[Saved entries]
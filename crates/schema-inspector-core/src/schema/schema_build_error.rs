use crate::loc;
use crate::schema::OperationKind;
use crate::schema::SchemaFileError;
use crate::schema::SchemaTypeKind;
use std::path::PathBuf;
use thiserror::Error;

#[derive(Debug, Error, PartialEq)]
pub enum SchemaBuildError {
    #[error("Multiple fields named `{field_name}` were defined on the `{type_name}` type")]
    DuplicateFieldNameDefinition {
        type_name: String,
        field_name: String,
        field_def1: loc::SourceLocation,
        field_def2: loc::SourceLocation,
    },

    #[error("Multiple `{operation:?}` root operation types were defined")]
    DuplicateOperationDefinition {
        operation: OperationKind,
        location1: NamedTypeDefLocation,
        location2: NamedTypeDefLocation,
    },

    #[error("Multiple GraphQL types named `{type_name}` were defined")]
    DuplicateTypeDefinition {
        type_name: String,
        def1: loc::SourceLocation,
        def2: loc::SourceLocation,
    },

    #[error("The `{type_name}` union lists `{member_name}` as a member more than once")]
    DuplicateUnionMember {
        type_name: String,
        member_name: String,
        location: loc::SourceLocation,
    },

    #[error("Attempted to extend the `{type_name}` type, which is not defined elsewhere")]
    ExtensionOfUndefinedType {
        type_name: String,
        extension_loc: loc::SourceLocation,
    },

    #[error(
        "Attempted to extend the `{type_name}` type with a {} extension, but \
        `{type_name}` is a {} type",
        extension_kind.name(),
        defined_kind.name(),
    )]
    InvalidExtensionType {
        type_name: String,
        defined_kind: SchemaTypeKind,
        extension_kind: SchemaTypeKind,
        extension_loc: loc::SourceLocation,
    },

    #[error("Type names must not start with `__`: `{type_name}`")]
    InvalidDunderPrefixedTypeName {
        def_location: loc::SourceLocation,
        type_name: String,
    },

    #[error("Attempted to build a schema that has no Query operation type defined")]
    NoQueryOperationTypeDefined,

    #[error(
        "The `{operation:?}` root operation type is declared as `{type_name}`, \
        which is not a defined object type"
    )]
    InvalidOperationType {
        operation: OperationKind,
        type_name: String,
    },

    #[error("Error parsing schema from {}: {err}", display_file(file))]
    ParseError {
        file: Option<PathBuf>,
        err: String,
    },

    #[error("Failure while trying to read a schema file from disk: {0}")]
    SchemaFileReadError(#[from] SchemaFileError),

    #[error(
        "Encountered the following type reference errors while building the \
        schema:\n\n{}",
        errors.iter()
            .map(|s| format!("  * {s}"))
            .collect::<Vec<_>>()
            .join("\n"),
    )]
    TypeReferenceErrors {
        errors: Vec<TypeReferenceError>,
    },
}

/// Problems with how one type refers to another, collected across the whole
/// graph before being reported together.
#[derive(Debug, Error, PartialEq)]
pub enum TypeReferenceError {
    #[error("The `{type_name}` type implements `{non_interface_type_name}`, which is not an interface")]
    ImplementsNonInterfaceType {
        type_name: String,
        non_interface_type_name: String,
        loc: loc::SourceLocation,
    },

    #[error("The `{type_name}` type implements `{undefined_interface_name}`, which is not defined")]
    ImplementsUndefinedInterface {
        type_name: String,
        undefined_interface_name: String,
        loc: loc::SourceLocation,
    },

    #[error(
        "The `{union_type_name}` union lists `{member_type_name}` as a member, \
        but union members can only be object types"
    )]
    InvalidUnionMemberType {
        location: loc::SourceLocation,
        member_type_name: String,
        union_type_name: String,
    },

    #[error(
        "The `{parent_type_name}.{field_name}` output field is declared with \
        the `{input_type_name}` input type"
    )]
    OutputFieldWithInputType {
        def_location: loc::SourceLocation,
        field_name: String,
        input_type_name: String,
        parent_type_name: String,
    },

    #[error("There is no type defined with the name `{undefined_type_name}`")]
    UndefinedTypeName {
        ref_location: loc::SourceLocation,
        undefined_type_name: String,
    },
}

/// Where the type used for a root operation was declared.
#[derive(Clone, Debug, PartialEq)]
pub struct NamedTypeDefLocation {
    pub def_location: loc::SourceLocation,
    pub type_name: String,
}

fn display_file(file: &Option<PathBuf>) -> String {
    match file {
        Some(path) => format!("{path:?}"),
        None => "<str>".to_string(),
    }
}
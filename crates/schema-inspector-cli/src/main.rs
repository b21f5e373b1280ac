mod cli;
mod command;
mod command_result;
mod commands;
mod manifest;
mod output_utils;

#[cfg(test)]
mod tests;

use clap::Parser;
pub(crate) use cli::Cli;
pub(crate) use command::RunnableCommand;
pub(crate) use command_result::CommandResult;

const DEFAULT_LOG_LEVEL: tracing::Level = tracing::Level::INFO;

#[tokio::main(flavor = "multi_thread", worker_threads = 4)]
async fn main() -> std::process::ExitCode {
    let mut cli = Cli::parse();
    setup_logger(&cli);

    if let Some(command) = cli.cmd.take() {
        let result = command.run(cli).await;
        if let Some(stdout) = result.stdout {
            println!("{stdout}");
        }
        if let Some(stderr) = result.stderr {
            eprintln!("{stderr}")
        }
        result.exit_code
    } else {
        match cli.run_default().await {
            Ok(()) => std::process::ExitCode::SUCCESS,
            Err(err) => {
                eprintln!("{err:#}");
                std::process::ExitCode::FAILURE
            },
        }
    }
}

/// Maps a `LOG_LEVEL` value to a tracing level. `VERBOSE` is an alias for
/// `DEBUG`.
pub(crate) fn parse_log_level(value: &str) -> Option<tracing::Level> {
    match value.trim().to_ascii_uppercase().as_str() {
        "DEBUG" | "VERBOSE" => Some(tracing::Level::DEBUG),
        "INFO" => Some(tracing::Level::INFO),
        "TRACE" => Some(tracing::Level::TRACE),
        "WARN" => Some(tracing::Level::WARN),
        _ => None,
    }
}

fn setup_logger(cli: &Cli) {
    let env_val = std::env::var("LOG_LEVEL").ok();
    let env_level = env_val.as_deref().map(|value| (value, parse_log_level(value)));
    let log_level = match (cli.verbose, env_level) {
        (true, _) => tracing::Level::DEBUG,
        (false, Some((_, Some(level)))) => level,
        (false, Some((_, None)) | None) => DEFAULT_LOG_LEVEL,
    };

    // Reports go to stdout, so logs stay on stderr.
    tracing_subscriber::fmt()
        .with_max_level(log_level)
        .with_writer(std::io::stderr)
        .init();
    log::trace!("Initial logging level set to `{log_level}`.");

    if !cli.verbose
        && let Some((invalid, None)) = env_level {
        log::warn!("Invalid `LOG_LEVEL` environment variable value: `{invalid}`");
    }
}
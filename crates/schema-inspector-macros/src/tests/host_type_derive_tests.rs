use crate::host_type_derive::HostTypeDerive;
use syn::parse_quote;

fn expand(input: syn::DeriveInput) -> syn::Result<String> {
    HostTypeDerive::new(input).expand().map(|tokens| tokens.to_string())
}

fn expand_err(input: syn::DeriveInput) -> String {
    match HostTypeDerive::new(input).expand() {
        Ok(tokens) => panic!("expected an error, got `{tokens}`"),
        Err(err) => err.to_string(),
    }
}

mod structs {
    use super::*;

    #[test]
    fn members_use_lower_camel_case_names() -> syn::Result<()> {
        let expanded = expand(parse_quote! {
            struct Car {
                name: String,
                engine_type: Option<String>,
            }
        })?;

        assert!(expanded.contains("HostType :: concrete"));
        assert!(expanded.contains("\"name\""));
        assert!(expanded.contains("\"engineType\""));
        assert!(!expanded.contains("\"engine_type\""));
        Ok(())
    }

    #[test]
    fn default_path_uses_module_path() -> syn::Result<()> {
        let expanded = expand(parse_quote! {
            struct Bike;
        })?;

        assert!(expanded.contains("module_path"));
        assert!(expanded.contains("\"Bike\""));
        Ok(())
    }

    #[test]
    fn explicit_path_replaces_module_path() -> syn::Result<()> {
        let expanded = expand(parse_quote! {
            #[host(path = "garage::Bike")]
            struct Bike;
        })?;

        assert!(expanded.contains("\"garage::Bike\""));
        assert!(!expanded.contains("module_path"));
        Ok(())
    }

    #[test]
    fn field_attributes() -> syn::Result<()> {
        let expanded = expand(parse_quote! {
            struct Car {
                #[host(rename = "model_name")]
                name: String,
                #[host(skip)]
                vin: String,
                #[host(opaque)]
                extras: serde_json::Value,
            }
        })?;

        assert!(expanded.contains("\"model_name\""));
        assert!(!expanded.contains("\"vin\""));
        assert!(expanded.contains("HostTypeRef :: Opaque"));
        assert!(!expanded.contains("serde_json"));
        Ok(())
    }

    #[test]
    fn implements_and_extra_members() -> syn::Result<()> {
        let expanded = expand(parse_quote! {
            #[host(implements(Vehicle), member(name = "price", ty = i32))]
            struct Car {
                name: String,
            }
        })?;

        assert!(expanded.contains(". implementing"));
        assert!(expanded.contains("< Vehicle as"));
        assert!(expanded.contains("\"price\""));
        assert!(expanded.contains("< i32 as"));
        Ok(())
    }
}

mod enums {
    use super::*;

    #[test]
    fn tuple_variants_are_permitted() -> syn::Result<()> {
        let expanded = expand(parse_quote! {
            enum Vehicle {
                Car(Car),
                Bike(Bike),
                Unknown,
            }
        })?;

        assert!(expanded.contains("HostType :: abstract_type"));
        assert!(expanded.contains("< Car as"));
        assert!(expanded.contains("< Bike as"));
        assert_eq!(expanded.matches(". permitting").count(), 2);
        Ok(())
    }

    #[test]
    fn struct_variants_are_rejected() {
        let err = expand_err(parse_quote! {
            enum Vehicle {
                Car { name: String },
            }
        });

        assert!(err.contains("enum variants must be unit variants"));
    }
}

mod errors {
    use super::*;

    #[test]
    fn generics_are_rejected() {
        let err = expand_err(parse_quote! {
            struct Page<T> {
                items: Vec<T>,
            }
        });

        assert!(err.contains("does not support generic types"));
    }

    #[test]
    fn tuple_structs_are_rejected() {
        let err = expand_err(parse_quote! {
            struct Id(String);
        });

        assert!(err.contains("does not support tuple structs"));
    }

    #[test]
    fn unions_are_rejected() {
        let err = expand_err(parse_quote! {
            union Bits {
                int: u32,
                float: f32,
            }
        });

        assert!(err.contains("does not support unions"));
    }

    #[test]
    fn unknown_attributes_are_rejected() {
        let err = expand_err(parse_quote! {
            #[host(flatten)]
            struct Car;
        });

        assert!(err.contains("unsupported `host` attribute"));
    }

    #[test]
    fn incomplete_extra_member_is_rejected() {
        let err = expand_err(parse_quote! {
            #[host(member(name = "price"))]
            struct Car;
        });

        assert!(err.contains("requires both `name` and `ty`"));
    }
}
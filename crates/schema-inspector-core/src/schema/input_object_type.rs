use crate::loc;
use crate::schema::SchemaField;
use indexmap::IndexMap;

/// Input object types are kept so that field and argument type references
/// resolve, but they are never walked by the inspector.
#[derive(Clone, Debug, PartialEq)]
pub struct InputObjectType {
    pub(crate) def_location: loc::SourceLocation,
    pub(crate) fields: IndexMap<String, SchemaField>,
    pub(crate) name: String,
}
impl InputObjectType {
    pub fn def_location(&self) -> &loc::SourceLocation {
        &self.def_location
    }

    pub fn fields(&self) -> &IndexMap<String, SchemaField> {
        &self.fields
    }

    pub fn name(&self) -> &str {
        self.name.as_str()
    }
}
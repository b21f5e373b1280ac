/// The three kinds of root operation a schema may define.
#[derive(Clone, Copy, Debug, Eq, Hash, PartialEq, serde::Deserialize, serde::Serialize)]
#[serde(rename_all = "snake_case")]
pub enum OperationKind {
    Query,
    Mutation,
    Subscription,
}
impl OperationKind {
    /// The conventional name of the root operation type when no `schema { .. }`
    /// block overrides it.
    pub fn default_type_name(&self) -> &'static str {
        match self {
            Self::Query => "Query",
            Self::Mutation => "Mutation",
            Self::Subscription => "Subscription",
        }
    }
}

...

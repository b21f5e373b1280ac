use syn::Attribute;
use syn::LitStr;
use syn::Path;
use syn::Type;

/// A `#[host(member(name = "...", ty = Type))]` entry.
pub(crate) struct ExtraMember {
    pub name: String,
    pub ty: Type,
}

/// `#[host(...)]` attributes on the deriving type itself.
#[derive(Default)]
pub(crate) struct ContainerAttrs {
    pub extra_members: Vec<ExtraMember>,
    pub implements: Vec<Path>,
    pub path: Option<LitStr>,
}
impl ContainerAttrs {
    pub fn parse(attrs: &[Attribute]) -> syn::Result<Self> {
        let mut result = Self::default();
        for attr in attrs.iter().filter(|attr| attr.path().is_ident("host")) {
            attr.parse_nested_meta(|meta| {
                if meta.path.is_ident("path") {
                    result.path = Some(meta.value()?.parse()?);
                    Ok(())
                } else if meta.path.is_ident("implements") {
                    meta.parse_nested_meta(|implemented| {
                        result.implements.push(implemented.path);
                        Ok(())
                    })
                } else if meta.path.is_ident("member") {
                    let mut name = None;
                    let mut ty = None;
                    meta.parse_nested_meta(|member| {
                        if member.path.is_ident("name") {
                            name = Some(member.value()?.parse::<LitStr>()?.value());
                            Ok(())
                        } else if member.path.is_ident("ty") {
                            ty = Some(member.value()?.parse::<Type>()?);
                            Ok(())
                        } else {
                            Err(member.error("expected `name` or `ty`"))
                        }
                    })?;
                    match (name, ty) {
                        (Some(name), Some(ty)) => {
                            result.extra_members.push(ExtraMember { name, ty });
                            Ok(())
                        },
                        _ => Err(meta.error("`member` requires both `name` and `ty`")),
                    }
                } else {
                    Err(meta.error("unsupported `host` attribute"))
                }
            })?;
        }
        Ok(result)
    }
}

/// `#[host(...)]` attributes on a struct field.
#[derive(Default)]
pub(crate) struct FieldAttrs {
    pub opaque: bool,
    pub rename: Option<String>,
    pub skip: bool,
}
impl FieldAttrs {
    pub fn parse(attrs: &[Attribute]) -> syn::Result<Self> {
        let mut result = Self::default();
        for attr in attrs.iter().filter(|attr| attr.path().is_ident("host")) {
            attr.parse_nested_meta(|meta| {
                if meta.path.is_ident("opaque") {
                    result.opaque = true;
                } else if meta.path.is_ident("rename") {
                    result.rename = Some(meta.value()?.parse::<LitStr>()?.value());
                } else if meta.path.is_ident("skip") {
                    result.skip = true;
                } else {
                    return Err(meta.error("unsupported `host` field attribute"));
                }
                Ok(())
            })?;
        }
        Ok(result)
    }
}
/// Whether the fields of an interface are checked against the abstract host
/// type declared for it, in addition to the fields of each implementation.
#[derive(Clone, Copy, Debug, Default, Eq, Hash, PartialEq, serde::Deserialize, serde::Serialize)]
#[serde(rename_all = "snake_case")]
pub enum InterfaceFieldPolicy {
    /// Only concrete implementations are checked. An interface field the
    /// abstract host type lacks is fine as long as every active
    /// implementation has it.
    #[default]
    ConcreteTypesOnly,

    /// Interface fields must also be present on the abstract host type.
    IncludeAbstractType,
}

— To do —
In the entries above, count each line with "extend"; reply with the total only.

— Written answer —
2